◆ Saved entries
┄┄┄┄┄┄

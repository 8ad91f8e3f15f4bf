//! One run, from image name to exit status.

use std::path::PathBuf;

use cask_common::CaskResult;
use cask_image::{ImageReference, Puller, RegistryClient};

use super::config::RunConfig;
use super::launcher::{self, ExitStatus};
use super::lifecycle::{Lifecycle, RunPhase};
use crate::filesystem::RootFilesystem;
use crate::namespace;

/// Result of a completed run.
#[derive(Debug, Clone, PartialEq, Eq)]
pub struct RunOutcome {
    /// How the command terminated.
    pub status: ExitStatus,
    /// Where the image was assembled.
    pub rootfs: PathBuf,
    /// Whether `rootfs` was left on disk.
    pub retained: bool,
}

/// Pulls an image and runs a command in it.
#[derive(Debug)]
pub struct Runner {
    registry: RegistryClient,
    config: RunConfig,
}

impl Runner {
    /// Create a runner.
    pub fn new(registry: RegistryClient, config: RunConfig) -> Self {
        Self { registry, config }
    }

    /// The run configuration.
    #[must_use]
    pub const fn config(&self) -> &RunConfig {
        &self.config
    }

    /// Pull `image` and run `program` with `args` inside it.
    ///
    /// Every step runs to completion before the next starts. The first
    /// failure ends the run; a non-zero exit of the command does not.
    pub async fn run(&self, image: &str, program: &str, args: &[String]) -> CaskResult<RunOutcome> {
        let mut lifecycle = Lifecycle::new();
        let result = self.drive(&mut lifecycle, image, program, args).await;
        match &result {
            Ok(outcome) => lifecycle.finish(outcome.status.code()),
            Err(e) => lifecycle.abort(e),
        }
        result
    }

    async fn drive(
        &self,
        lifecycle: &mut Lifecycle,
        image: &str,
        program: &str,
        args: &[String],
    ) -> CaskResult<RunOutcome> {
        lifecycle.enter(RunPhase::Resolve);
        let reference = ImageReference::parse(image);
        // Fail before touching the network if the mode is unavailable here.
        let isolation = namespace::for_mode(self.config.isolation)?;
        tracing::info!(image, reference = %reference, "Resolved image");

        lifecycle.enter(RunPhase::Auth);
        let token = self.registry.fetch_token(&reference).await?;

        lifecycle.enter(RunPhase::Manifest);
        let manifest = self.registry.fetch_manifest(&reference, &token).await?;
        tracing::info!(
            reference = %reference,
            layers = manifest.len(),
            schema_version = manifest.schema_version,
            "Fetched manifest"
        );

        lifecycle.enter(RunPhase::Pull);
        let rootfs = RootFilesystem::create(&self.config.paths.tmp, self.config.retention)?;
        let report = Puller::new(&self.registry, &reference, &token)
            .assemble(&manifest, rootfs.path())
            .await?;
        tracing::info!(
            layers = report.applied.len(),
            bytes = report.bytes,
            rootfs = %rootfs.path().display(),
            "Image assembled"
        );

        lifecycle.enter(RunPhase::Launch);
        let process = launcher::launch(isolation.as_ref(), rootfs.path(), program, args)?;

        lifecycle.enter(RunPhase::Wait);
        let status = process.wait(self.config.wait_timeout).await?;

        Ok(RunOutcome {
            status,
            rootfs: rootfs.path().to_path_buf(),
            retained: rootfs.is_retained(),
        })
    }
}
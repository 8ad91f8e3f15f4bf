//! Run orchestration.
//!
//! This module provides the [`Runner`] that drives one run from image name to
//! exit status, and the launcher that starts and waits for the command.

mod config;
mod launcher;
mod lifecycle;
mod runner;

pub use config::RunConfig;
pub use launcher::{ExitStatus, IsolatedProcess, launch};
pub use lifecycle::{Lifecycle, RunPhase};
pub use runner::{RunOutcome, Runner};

┄┄┄┄┄┄

◆ Exercise requirements
Going down from the first line of the entries above, restate each line word for word until the line holding "a completed run." is done.

◆ Solution to the exercise
repository 8ad91f8e3f15f4bf
//! One run, from image name to exit status.

use std::path::PathBuf;

use cask_common::CaskResult;
use cask_image::{ImageReference, Puller, RegistryClient};

use super::config::RunConfig;
use super::launcher::{self, ExitStatus};
use super::lifecycle::{Lifecycle, RunPhase};
use crate::filesystem::RootFilesystem;
use crate::namespace;

/// Result of a completed run.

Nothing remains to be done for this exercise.